それぞれの人生それぞれのゲキもは!

KJ さんの場合

サンセット・ブールヴァード事件

 僕のNY珍道中の中からひとつ失敗談をお送りします。

 まずはどの本にも載っていない海外公演のチケット入手方法からお話ししなければなりません。
 英語のできない人にとって、手っ取り早い方法が、“ワールドチケット○あ”な どのチケットエージェンシーを利用する方法ですが、手数料がかなり割高になります。
 そこで、僕が利用する方法は、クレジットカード会社の「海外旅行に行く際、レストランの予約や演劇のチケットの手配をします」いう日本語サービスです。
 ゴールド会員になれば、このサービスが受けられ、当時も手数料が安かったため、現地で入手困難だろうと思われるチケットは、いつも旅行前にここで予約していました。ちなみに、4月以降は手数料が不要になったとのこと。

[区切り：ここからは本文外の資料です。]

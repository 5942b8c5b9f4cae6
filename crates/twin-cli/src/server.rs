use std::sync::Arc;

use rmcp::handler::server::router::tool::ToolRouter;
use rmcp::handler::server::wrapper::Parameters;
use rmcp::model::*;
use rmcp::{ErrorData as McpError, ServerHandler, tool, tool_handler, tool_router};
use schemars::JsonSchema;
use serde::Deserialize;
use tokio::sync::Mutex;

use twin_core::{
    ArchiveOutcome, DisplayPolicy, PolicyError, RecordId, TokenRecord, Verdict, extract,
    looks_like_report,
};
use twin_store::{Role, Store, StoreError, TwinConfig};

use crate::render::{render_emission, render_suppression};

/// MCP host for the twin finder. Every tool call takes the one state lock,
/// so events are handled strictly one at a time.
#[derive(Clone)]
pub struct TwinServer {
    state: Arc<Mutex<ServerState>>,
    tool_router: ToolRouter<Self>,
}

struct ServerState {
    policy: DisplayPolicy<Store>,
    config: TwinConfig,
}

impl TwinServer {
    pub fn new(store: Store, config: TwinConfig) -> Self {
        let policy = DisplayPolicy::new(store, config.policy_config());
        Self {
            state: Arc::new(Mutex::new(ServerState { policy, config })),
            tool_router: Self::tool_router(),
        }
    }

    /// Fold the WAL into the database file before exit.
    pub async fn checkpoint_wal(&self) {
        let state = self.state.lock().await;
        if let Err(e) = state.policy.repository().checkpoint() {
            tracing::warn!("WAL checkpoint failed: {e}");
        }
    }

    /// Run `f` against the state on the blocking pool while holding the lock.
    /// The corpus scan must not stall the stdio event loop.
    async fn with_state<T, F>(&self, f: F) -> Result<T, McpError>
    where
        T: Send + 'static,
        F: FnOnce(&ServerState) -> Result<T, McpError> + Send + 'static,
    {
        let guard = self.state.clone().lock_owned().await;
        tokio::task::spawn_blocking(move || f(&guard))
            .await
            .map_err(|e| McpError::internal_error(format!("worker task failed: {e}"), None))?
    }
}

fn policy_error(e: PolicyError<StoreError>) -> McpError {
    match e {
        PolicyError::ThresholdOutOfRange(_) => McpError::invalid_params(e.to_string(), None),
        _ => McpError::internal_error(e.to_string(), None),
    }
}

fn json_result(value: serde_json::Value) -> Result<CallToolResult, McpError> {
    Ok(CallToolResult::success(vec![Content::text(
        serde_json::to_string_pretty(&value).unwrap_or_default(),
    )]))
}

fn not_a_report() -> serde_json::Value {
    serde_json::json!({ "skipped": true, "reason": "text is not a token report" })
}

fn archive_json(state: &ServerState, record: &TokenRecord) -> Result<serde_json::Value, McpError> {
    let outcome = state.policy.archive(record).map_err(policy_error)?;
    let mut json = serde_json::to_value(&outcome)
        .map_err(|e| McpError::internal_error(e.to_string(), None))?;
    json["token"] = record.name.clone().into();
    json["contract_address"] = record.contract_address.clone().into();
    if let ArchiveOutcome::Duplicate { existing } = &outcome {
        json["existing"] = serde_json::json!({
            "id": existing.id.to_string(),
            "name": existing.record.name,
            "created_at": existing.created_at,
        });
    }
    Ok(json)
}

fn compare_json(state: &ServerState, record: &TokenRecord) -> Result<serde_json::Value, McpError> {
    let verdict = state.policy.evaluate(record).map_err(policy_error)?;
    let report = match &verdict {
        Verdict::Emit(emission) => render_emission(record, emission),
        Verdict::Suppress(reason) => render_suppression(record, reason),
    };
    let mut json = serde_json::to_value(&verdict)
        .map_err(|e| McpError::internal_error(e.to_string(), None))?;
    json["token"] = record.name.clone().into();
    json["report"] = report.into();
    Ok(json)
}

// --- Tool parameter types ---

#[derive(Debug, Deserialize, JsonSchema)]
struct SubmitRequest {
    /// Raw report text as received
    text: String,
    /// Id of the channel the report arrived on; routes it via config.toml
    channel: String,
}

#[derive(Debug, Deserialize, JsonSchema)]
struct ReportRequest {
    /// Raw report text
    text: String,
}

#[derive(Debug, Deserialize, JsonSchema)]
struct ThresholdRequest {
    /// New threshold between 0 and 100. Omit to read the current one.
    value: Option<f64>,
}

#[derive(Debug, Deserialize, JsonSchema)]
struct DeleteRequest {
    /// Delete every report with this contract address
    contract: Option<String>,
    /// Delete the report with this record id
    id: Option<String>,
    /// Delete every report with exactly this token name
    name: Option<String>,
    /// Delete the most recently archived report
    #[serde(default)]
    last: bool,
}

#[derive(Debug, Deserialize, JsonSchema)]
struct ClearRequest {
    /// Must be true; the whole archive is deleted
    confirm: bool,
}

fn store_error(e: StoreError) -> McpError {
    McpError::internal_error(e.to_string(), None)
}

fn delete_json(store: &Store, req: DeleteRequest) -> Result<serde_json::Value, McpError> {
    let selectors = [req.contract.is_some(), req.id.is_some(), req.name.is_some(), req.last];
    if selectors.iter().filter(|&&s| s).count() != 1 {
        return Err(McpError::invalid_params(
            "give exactly one of contract, id, name or last",
            None,
        ));
    }

    let names: Vec<String> = if let Some(contract) = &req.contract {
        store.delete_by_contract(contract).map_err(store_error)?.1
    } else if let Some(id) = &req.id {
        let id: RecordId = id
            .parse()
            .map_err(|e| McpError::invalid_params(format!("invalid record id: {e}"), None))?;
        store.delete_by_id(&id).map_err(store_error)?.into_iter().collect()
    } else if let Some(name) = &req.name {
        let deleted = store.delete_by_name(name).map_err(store_error)?;
        vec![name.clone(); deleted]
    } else {
        store.delete_last().map_err(store_error)?.into_iter().collect()
    };
    Ok(serde_json::json!({ "deleted": names.len(), "names": names }))
}

#[tool_router]
impl TwinServer {
    #[tool(
        description = "Submit a report received on a channel. Reports on the database channel are archived; reports on the comparison channel are compared against the archive and surfaced when they cross the threshold. Other channels are ignored."
    )]
    async fn twin_submit(
        &self,
        Parameters(req): Parameters<SubmitRequest>,
    ) -> Result<CallToolResult, McpError> {
        self.with_state(move |state| {
            let role = state.config.role_for(&req.channel);
            let json = match role {
                Some(Role::Archive | Role::Compare) if !looks_like_report(&req.text) => {
                    not_a_report()
                }
                Some(Role::Archive) => archive_json(state, &extract(&req.text))?,
                Some(Role::Compare) => compare_json(state, &extract(&req.text))?,
                Some(Role::Notification) | None => {
                    serde_json::json!({ "ignored": true, "channel": req.channel })
                }
            };
            Ok(json)
        })
        .await
        .and_then(json_result)
    }

    #[tool(description = "Extract a report and add it to the archive. Reports whose contract address is already archived are not stored twice.")]
    async fn twin_archive(
        &self,
        Parameters(req): Parameters<ReportRequest>,
    ) -> Result<CallToolResult, McpError> {
        self.with_state(move |state| {
            if !looks_like_report(&req.text) {
                return Ok(not_a_report());
            }
            archive_json(state, &extract(&req.text))
        })
        .await
        .and_then(json_result)
    }

    #[tool(description = "Extract a report, find its most similar archived report, and decide whether to surface it. A contract is surfaced at most once until the displayed set is reset.")]
    async fn twin_compare(
        &self,
        Parameters(req): Parameters<ReportRequest>,
    ) -> Result<CallToolResult, McpError> {
        self.with_state(move |state| {
            if !looks_like_report(&req.text) {
                return Ok(not_a_report());
            }
            compare_json(state, &extract(&req.text))
        })
        .await
        .and_then(json_result)
    }

    #[tool(description = "Read the similarity threshold, or set it when a value is given.")]
    async fn twin_threshold(
        &self,
        Parameters(req): Parameters<ThresholdRequest>,
    ) -> Result<CallToolResult, McpError> {
        self.with_state(move |state| {
            let json = match req.value {
                Some(value) => {
                    let previous = state.policy.set_threshold(value).map_err(policy_error)?;
                    serde_json::json!({ "threshold": value, "previous": previous })
                }
                None => {
                    let threshold = state.policy.threshold().map_err(policy_error)?;
                    serde_json::json!({ "threshold": threshold })
                }
            };
            Ok(json)
        })
        .await
        .and_then(json_result)
    }

    #[tool(description = "Clear the set of already-surfaced contracts so they can be surfaced again.")]
    async fn twin_reset(&self) -> Result<CallToolResult, McpError> {
        self.with_state(|state| {
            let cleared = state.policy.reset_displayed().map_err(policy_error)?;
            Ok(serde_json::json!({ "cleared": cleared }))
        })
        .await
        .and_then(json_result)
    }

    #[tool(description = "List every archived contract address with its token name, sorted by name.")]
    async fn twin_contracts(&self) -> Result<CallToolResult, McpError> {
        self.with_state(|state| {
            let contracts = state.policy.repository().list_contracts().map_err(store_error)?;
            let list: Vec<_> = contracts
                .into_iter()
                .map(|(name, contract)| {
                    serde_json::json!({ "name": name, "contract_address": contract })
                })
                .collect();
            Ok(serde_json::json!({ "count": list.len(), "contracts": list }))
        })
        .await
        .and_then(json_result)
    }

    #[tool(description = "Delete archived reports selected by exactly one of: contract address, record id, exact token name, or last (the most recently archived report).")]
    async fn twin_delete(
        &self,
        Parameters(req): Parameters<DeleteRequest>,
    ) -> Result<CallToolResult, McpError> {
        self.with_state(move |state| delete_json(state.policy.repository(), req))
            .await
            .and_then(json_result)
    }

    #[tool(description = "Delete every archived report. Requires confirm=true. The threshold and the surfaced set are kept.")]
    async fn twin_clear(
        &self,
        Parameters(req): Parameters<ClearRequest>,
    ) -> Result<CallToolResult, McpError> {
        if !req.confirm {
            return Err(McpError::invalid_params("confirm must be true", None));
        }
        self.with_state(|state| {
            let deleted = state.policy.repository().clear_all().map_err(store_error)?;
            Ok(serde_json::json!({ "cleared": deleted }))
        })
        .await
        .and_then(json_result)
    }

    #[tool(description = "Archive size, number of surfaced contracts, and the current threshold.")]
    async fn twin_stats(&self) -> Result<CallToolResult, McpError> {
        self.with_state(|state| {
            let store = state.policy.repository();
            Ok(serde_json::json!({
                "tokens": store.count().map_err(store_error)?,
                "displayed": store.displayed_count().map_err(store_error)?,
                "threshold": state.policy.threshold().map_err(policy_error)?,
            }))
        })
        .await
        .and_then(json_result)
    }
}

#[tool_handler]
impl ServerHandler for TwinServer {
    fn get_info(&self) -> ServerInfo {
        ServerInfo {
            instructions: Some(
                "Token twin finder. Archive token reports with twin_archive (or twin_submit on \
                 the database channel). Compare new reports with twin_compare (or twin_submit on \
                 the comparison channel): the most similar archived report is surfaced once per \
                 contract when its overall similarity reaches the threshold. Use twin_threshold \
                 to inspect or change the threshold and twin_reset to allow contracts to be \
                 surfaced again. twin_contracts, twin_delete and twin_clear administer the \
                 archive."
                    .into(),
            ),
            capabilities: ServerCapabilities::builder().enable_tools().build(),
            ..Default::default()
        }
    }
}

おそらく、どこのカード会社も同様のサービスをしていると思います。

 さて、いよいよ本題です。
 ロンドンでパティ・ルポンの『サンセット大通り』(このときもそこで予約をしておいて、なんと最前列やや上手寄りの席というラッキーだった)を観ていた僕は、ブロードウェイのオープニングにあわせてサンセットを観ようとNY旅行を敢行しようとした。
 グレン・クロース主演で前評判も高かったため、まずはチケットの手配とそのカード会社に電話をした。体調の整う到着日3、4日目を希望したが売り切れ。ならばと全滞在日のいつでもいいし、多少高くなってもかまわないと希望を出した。すると、翌日信じられないような回答があった。
 チケットが予約できたその日は、忘れもしない 94年11月17日、なんと初日だった。よくそんな日が取れたと確認をしたがその日で間違いないという。
 以前、ウィーン国立歌劇場のチケットを手配したとき、ドミンゴが出演するからメンバーズがチケットを押さえて売り出されていないといわれたが、料金の4、5倍は出してもいいから何とかならないかと頼んだらチケットを入手できたこともあったので、ルンルン気分でNYに出発した。
 当初、劇場に入れなくても初日気分を楽しもうと、NY到着日をサンセットの初日にしていたため、ホテルで荷をといて休憩を取り、夕刻いそいそとミンスコフ劇場へ向かった。
 さすがブロードウェイの初日。劇場の前は、報道陣は集まるは、リムジンは停まっているは、見物客は集まるは、有名人を照らすであろう巨大なライトはあるは、気分は最高に盛り上がってくる。
 劇場の窓口でチケットを引き替えようとすると、窓口の係員はてんで相手をしてくれない。チケット引換書に打ち込まれた日付を差すが、やはり相手にしてくれない。おいおい、英語のできないやつに、そんな早口で喋るんじゃないよ。
 しかたなく、近くの公衆電話から、カード会社の日本語デスクに電話をし確認するが、電話に出た現地の係員は今日で間違いがないという。また劇場に戻り、別の窓口で引換書をみせるが、取り合ってくれない。たまたま支配人らしき人がいたため、引換書をみせた。
 日付は 94年11月17日、間違えなく今日だ。困惑する支配人に、日本語デスクの電話番号を指さし、電話をかけるポーズをとると、オフィスに招き入れダイヤルし受話器を僕に渡してくれた。とにかくチケットを引き換えてくれない理由を支配人と話してくれと日本語デスクの係員にいい、電話をかわった。
 オフィスのモニターにはステージが映し出されており、(げっ)もう舞台は始まっているじゃないか。
 支配人から電話をかわると、日本語デスクの係員は「支配人は今日は招待客でのみで、一般の客は入れいてないといっている」、どうしてこんなことがなったのか今から調査し後ほどホテルに電話します、と。(冗談じゃねぇよ)
 サンセットを初日にみることは絶望的になったが、ホテルで悶々と夜を過ごしてもしょうがないと、その日の夜は当日券で『トミー』を観た。
 どうして、こんな事件が起きたかというと、チケットを予約した日は翌年の11月17日だったという。
 カード会社の日本語デスクには、この舞台を観るためにNYに来たのだから滞在中にサンセットのチケットを入手してくれないと旅行代金を請求するというと、何とか5日後のチケットを手配してくれた。また代金も、今回のことでどれだけ精神的ダメージが大きかったか、あなたたちは何かペナルティを受けるべきではないこかと、ニューヨーカーよろしく自己主張いっぱいに訴えたら無料にしてくれた。(当然といえば当然。向こうからいうべきことだ)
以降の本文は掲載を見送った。